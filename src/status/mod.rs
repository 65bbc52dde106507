//! In-memory status store for probe outcomes.
//!
//! Holds the observation history of every endpoint for the lifetime of the
//! process and derives uptime and last-status summaries from it.

mod models;
mod store;
mod summary;

pub use models::*;
pub use store::*;
pub use summary::*;
//! HTTP request handlers.

use super::AppState;
use crate::status::{Endpoint, EndpointStatus, Uptime};

use axum::{
    extract::State,
    http::{header, StatusCode},
    response::{Html, IntoResponse, Json, Response},
};
use chrono::{DateTime, Utc};
use serde::Serialize;

// Templates are filled by plain string replacement
const LAYOUT_TEMPLATE: &str = include_str!("templates/layout.html");
const DASHBOARD_TEMPLATE: &str = include_str!("templates/dashboard.html");

// ============================================================================
// Dashboard
// ============================================================================

pub async fn handle_dashboard(State(state): State<AppState>) -> impl IntoResponse {
    let snapshot = state.store.snapshot();

    let cards: String = snapshot
        .entries
        .iter()
        .map(|entry| render_card(entry, snapshot.taken_at))
        .collect();

    let content = DASHBOARD_TEMPLATE
        .replace("{{count}}", &snapshot.entries.len().to_string())
        .replace("{{generated}}", &snapshot.taken_at.format("%Y-%m-%d %H:%M:%S UTC").to_string())
        .replace("{{cards}}", &cards);

    let page = LAYOUT_TEMPLATE
        .replace("{{title}}", "Pingwatch")
        .replace("{{content}}", &content);

    Html(page)
}

fn render_card(entry: &EndpointStatus, now: DateTime<Utc>) -> String {
    let uptime = entry.uptime();
    let (badge, uptime_text) = match uptime {
        Uptime::Unknown => ("unknown", "unknown".to_string()),
        Uptime::Percent(p) if p >= 99.0 => ("good", format!("{}%", uptime)),
        Uptime::Percent(p) if p >= 90.0 => ("warn", format!("{}%", uptime)),
        Uptime::Percent(_) => ("bad", format!("{}%", uptime)),
    };

    format!(
        r#"<div class="card">
  <div class="card-head"><h2>{name}</h2><span class="badge {badge}">{uptime}</span></div>
  <dl>
    <dt>Address</dt><dd>{address}</dd>
    <dt>Protocol</dt><dd>{protocol}</dd>
    <dt>Checks</dt><dd>{checks}</dd>
    <dt>Last status</dt><dd>{last_status}</dd>
    <dt>Last latency</dt><dd>{last_rtt}</dd>
  </dl>
</div>
"#,
        name = escape_html(&entry.endpoint.name),
        badge = badge,
        uptime = uptime_text,
        address = escape_html(&display_address(&entry.endpoint)),
        protocol = entry.endpoint.protocol,
        checks = entry.checks(),
        last_status = entry.last_status(now),
        last_rtt = entry.last_rtt(),
    )
}

// ============================================================================
// JSON views
// ============================================================================

#[derive(Debug, Serialize)]
#[serde(rename_all = "camelCase")]
pub struct StatusDump {
    pub server_status: Vec<ServerDump>,
}

#[derive(Debug, Serialize)]
pub struct ServerDump {
    pub id: usize,
    pub name: String,
    pub address: String,
    pub observations: Vec<ObservationDump>,
}

#[derive(Debug, Serialize)]
#[serde(rename_all = "camelCase")]
pub struct ObservationDump {
    pub time: DateTime<Utc>,
    pub online: bool,
    pub rtt_ms: Option<f64>,
}

/// Raw dump of every observation.
pub async fn handle_json(State(state): State<AppState>) -> Response {
    let snapshot = state.store.snapshot();

    let dump = StatusDump {
        server_status: snapshot
            .entries
            .iter()
            .map(|entry| ServerDump {
                id: entry.endpoint.id.0,
                name: entry.endpoint.name.clone(),
                address: display_address(&entry.endpoint),
                observations: entry
                    .observations
                    .iter()
                    .map(|o| ObservationDump {
                        time: o.time,
                        online: o.online,
                        rtt_ms: o.rtt.map(|rtt| rtt.as_nanos() as f64 / 1_000_000.0),
                    })
                    .collect(),
            })
            .collect(),
    };

    match serde_json::to_vec(&dump) {
        Ok(body) => ([(header::CONTENT_TYPE, "application/json")], body).into_response(),
        Err(e) => {
            tracing::error!("Failed to serialize status: {}", e);
            (
                StatusCode::INTERNAL_SERVER_ERROR,
                Json(serde_json::json!({ "message": "Unable to format JSON." })),
            )
                .into_response()
        }
    }
}

#[derive(Debug, Serialize)]
#[serde(rename_all = "camelCase")]
pub struct StatusSummary {
    pub id: usize,
    pub name: String,
    pub address: String,
    pub checks: usize,
    pub uptime: Option<f64>,
    pub last_status: String,
    pub last_rtt: String,
}

/// Per-endpoint summary, the same figures the dashboard shows.
pub async fn handle_status(State(state): State<AppState>) -> Json<Vec<StatusSummary>> {
    let snapshot = state.store.snapshot();

    let summaries = snapshot
        .entries
        .iter()
        .map(|entry| StatusSummary {
            id: entry.endpoint.id.0,
            name: entry.endpoint.name.clone(),
            address: display_address(&entry.endpoint),
            checks: entry.checks(),
            uptime: entry.uptime().percent(),
            last_status: entry.last_status(snapshot.taken_at).to_string(),
            last_rtt: entry.last_rtt().to_string(),
        })
        .collect();

    Json(summaries)
}

// ============================================================================
// Static assets
// ============================================================================

pub async fn handle_favicon() -> impl IntoResponse {
    let svg = r##"<svg xmlns="http://www.w3.org/2000/svg" viewBox="0 0 100 100">
        <circle cx="50" cy="50" r="45" fill="#2e9e5b"/>
        <path d="M15 55 L35 55 L45 30 L58 75 L68 50 L85 50" stroke="white" stroke-width="6" fill="none"/>
    </svg>"##;

    ([(header::CONTENT_TYPE, "image/svg+xml")], svg)
}

// ============================================================================
// Helpers
// ============================================================================

fn display_address(endpoint: &Endpoint) -> String {
    match endpoint.port {
        Some(port) if endpoint.address.contains(':') => format!("[{}]:{}", endpoint.address, port),
        Some(port) => format!("{}:{}", endpoint.address, port),
        None => endpoint.address.clone(),
    }
}

pub fn escape_html(s: &str) -> String {
    let mut out = String::with_capacity(s.len());
    for c in s.chars() {
        match c {
            '&' => out.push_str("&amp;"),
            '<' => out.push_str("&lt;"),
            '>' => out.push_str("&gt;"),
            '"' => out.push_str("&quot;"),
            '\'' => out.push_str("&#39;"),
            _ => out.push(c),
        }
    }
    out
}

* * * *

Would you copy out all the entries above without changing a single character?

filename src/status/mod.rs
repository 65bbc52dde106507
//! In-memory status store for probe outcomes.
//!
//! Holds the observation history of every endpoint for the lifetime of the
//! process and derives uptime and last-status summaries from it.

mod models;
mod store;
mod summary;

pub use models::*;
pub use store::*;
pub use summary::*;
//! HTTP request handlers.

use super::AppState;
use crate::status::{Endpoint, EndpointStatus, Uptime};

use axum::{
    extract::State,
    http::{header, StatusCode},
    response::{Html, IntoResponse, Json, Response},
};
use chrono::{DateTime, Utc};
use serde::Serialize;

// Templates are filled by plain string replacement
const LAYOUT_TEMPLATE: &str = include_str!("templates/layout.html");
const DASHBOARD_TEMPLATE: &str = include_str!("templates/dashboard.html");

// ============================================================================
// Dashboard
// ============================================================================

pub async fn handle_dashboard(State(state): State<AppState>) -> impl IntoResponse {
    let snapshot = state.store.snapshot();

    let cards: String = snapshot
        .entries
        .iter()
        .map(|entry| render_card(entry, snapshot.taken_at))
        .collect();

    let content = DASHBOARD_TEMPLATE
        .replace("{{count}}", &snapshot.entries.len().to_string())
        .replace("{{generated}}", &snapshot.taken_at.format("%Y-%m-%d %H:%M:%S UTC").to_string())
        .replace("{{cards}}", &cards);

    let page = LAYOUT_TEMPLATE
        .replace("{{title}}", "Pingwatch")
        .replace("{{content}}", &content);

    Html(page)
}

fn render_card(entry: &EndpointStatus, now: DateTime<Utc>) -> String {
    let uptime = entry.uptime();
    let (badge, uptime_text) = match uptime {
        Uptime::Unknown => ("unknown", "unknown".to_string()),
        Uptime::Percent(p) if p >= 99.0 => ("good", format!("{}%", uptime)),
        Uptime::Percent(p) if p >= 90.0 => ("warn", format!("{}%", uptime)),
        Uptime::Percent(_) => ("bad", format!("{}%", uptime)),
    };

    format!(
        r#"<div class="card">
  <div class="card-head"><h2>{name}</h2><span class="badge {badge}">{uptime}</span></div>
  <dl>
    <dt>Address</dt><dd>{address}</dd>
    <dt>Protocol</dt><dd>{protocol}</dd>
    <dt>Checks</dt><dd>{checks}</dd>
    <dt>Last status</dt><dd>{last_status}</dd>
    <dt>Last latency</dt><dd>{last_rtt}</dd>
  </dl>
</div>
"#,
        name = escape_html(&entry.endpoint.name),
        badge = badge,
        uptime = uptime_text,
        address = escape_html(&display_address(&entry.endpoint)),
        protocol = entry.endpoint.protocol,
        checks = entry.checks(),
        last_status = entry.last_status(now),
        last_rtt = entry.last_rtt(),
    )
}

// ============================================================================
// JSON views
// ============================================================================

#[derive(Debug, Serialize)]
#[serde(rename_all = "camelCase")]
pub struct StatusDump {
    pub server_status: Vec<ServerDump>,
}

#[derive(Debug, Serialize)]
pub struct ServerDump {
    pub id: usize,
    pub name: String,
    pub address: String,
    pub observations: Vec<ObservationDump>,
}

#[derive(Debug, Serialize)]
#[serde(rename_all = "camelCase")]
pub struct ObservationDump {
    pub time: DateTime<Utc>,
    pub online: bool,
    pub rtt_ms: Option<f64>,
}

/// Raw dump of every observation.
pub async fn handle_json(State(state): State<AppState>) -> Response {
    let snapshot = state.store.snapshot();

    let dump = StatusDump {
        server_status: snapshot
            .entries
            .iter()
            .map(|entry| ServerDump {
                id: entry.endpoint.id.0,
                name: entry.endpoint.name.clone(),
                address: display_address(&entry.endpoint),
                observations: entry
                    .observations
                    .iter()
                    .map(|o| ObservationDump {
                        time: o.time,
                        online: o.online,
                        rtt_ms: o.rtt.map(|rtt| rtt.as_nanos() as f64 / 1_000_000.0),
                    })
                    .collect(),
            })
            .collect(),
    };

    match serde_json::to_vec(&dump) {
        Ok(body) => ([(header::CONTENT_TYPE, "application/json")], body).into_response(),
        Err(e) => {
            tracing::error!("Failed to serialize status: {}", e);
            (
                StatusCode::INTERNAL_SERVER_ERROR,
                Json(serde_json::json!({ "message": "Unable to format JSON." })),
            )
                .into_response()
        }
    }
}

#[derive(Debug, Serialize)]
#[serde(rename_all = "camelCase")]
pub struct StatusSummary {
    pub id: usize,
    pub name: String,
    pub address: String,
    pub checks: usize,
    pub uptime: Option<f64>,
    pub last_status: String,
    pub last_rtt: String,
}

/// Per-endpoint summary, the same figures the dashboard shows.
pub async fn handle_status(State(state): State<AppState>) -> Json<Vec<StatusSummary>> {
    let snapshot = state.store.snapshot();

    let summaries = snapshot
        .entries
        .iter()
        .map(|entry| StatusSummary {
            id: entry.endpoint.id.0,
            name: entry.endpoint.name.clone(),
            address: display_address(&entry.endpoint),
            checks: entry.checks(),
            uptime: entry.uptime().percent(),
            last_status: entry.last_status(snapshot.taken_at).to_string(),
            last_rtt: entry.last_rtt().to_string(),
        })
        .collect();

    Json(summaries)
}

// ============================================================================
// Static assets
// ============================================================================

pub async fn handle_favicon() -> impl IntoResponse {
    let svg = r##"<svg xmlns="http://www.w3.org/2000/svg" viewBox="0 0 100 100">
        <circle cx="50" cy="50" r="45" fill="#2e9e5b"/>
        <path d="M15 55 L35 55 L45 30 L58 75 L68 50 L85 50" stroke="white" stroke-width="6" fill="none"/>
    </svg>"##;

    ([(header::CONTENT_TYPE, "image/svg+xml")], svg)
}

// ============================================================================
// Helpers
// ============================================================================

fn display_address(endpoint: &Endpoint) -> String {
    match endpoint.port {
        Some(port) if endpoint.address.contains(':') => format!("[{}]:{}", endpoint.address, port),
        Some(port) => format!("{}:{}", endpoint.address, port),
        None => endpoint.address.clone(),
    }
}

pub fn escape_html(s: &str) -> String {
    let mut out = String::with_capacity(s.len());
    for c in s.chars() {
        match c {
            '&' => out.push_str("&amp;"),
            '<' => out.push_str("&lt;"),
            '>' => out.push_str("&gt;"),
            '"' => out.push_str("&quot;"),
            '\'' => out.push_str("&#39;"),
            _ => out.push(c),
        }
    }
    out
}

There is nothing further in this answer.